Macrophages were seeded at 3.2 × 104/well in a 384 well plate and transduced at MOI 0.2 with anti-HIV-1 gene therapy vectors packaged with or without Vpx through spinoculation at 1,200 × g for 30 minutes at 4°C. At 7 or 14 days post-transduction the macrophages were infected with R5 BaL at three MOIs; 0.02, 0.1, and 0.2. At 7 dpi macrophages were fixed with 4% paraformaldehyde (PFA) (Sigma Aldrich) for 20 minutes at RT and then neutralized with 50 mmol/l NH4Cl (Sigma Aldrich) for 3 minutes.
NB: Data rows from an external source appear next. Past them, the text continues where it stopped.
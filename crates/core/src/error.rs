// SPDX-License-Identifier: MIT
// Copyright (c) 2026 Axon Contributors

//! Error types for registration and publishing

use thiserror::Error;

/// Rejected synchronously at `register`/`publish`, surfaced to the caller
#[derive(Clone, Debug, Error, PartialEq, Eq)]
pub enum ValidationError {
    #[error("empty pattern")]
    EmptyPattern,
    #[error("empty segment in pattern: {pattern}")]
    EmptySegment { pattern: String },
    #[error("empty event name")]
    EmptyEventName,
}
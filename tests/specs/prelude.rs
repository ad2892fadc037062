//! Shared helpers for spec tests

use axon_core::Event;
use axon_runtime::{FakeExecutor, Runtime};
use std::sync::{Arc, Mutex};
use std::time::Duration;

pub fn runtime() -> Runtime {
    Runtime::new(Arc::new(FakeExecutor::new()))
}

pub fn runtime_with(executor: FakeExecutor) -> Runtime {
    Runtime::new(Arc::new(executor))
}

/// Record every event matching `pattern` for later assertions
pub fn capture(runtime: &Runtime, pattern: &str) -> Arc<Mutex<Vec<Event>>> {
    let events = Arc::new(Mutex::new(Vec::new()));
    let sink = Arc::clone(&events);
    runtime
        .register(pattern, move |event| {
            sink.lock().unwrap().push(event.clone());
            Ok(())
        })
        .unwrap();
    events
}

/// Wait until `count` events arrived, failing after `limit`
pub async fn wait_for(events: &Arc<Mutex<Vec<Event>>>, count: usize, limit: Duration) {
    tokio::time::timeout(limit, async {
        loop {
            if events.lock().unwrap().len() >= count {
                return;
            }
            tokio::time::sleep(Duration::from_millis(5)).await;
        }
    })
    .await
    .unwrap_or_else(|_| panic!("timed out waiting for {} events", count));
}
Cells were permeabilized with 0.05% Triton-X (Sigma Aldrich) for 1 minute at RT and blocked for 20 minutes in 10% goat serum. Macrophages were stained with the monoclonal antibodies p17 (ATCC; clone MH-SVM33C9) and p24 (Obtained from Bryan R Cullen through NIH AIDS Reagent Program, Division of AIDS, NIAID, NIH: pWT/BaL (Catalogue No. 1141469). The secondary antibody used was goat antimouse Alexa Fluor 647 (IgG H + L; Highly cross-absorbed; Invitrogen) All washes were performed in PBS supplemented with 1% fish skin gelatin (Sigma) and 0.02% saponin (Sigma Aldrich). The macrophages were counterstained with 4,6-diamidino-2-2-phenylindole (DAPI) (ThermoFisher, MA) before being visualized on the Cytell Cell Imaging System (GE Healthcare, Buckinghamshire, UK). The resulting images were transformed into a.XDCE file before being analysed by IN Cell Investigator software (GE Healthcare) to enumerate the total number of cells, transduced cells, and infected cells. A linkage protocol was used to determine the number of transduced cells that were also infected. A nonparametric analysis of variance (ANOVA) (Friedman test) was performed for all data sets along with a Dunn’s multiple comparisons test.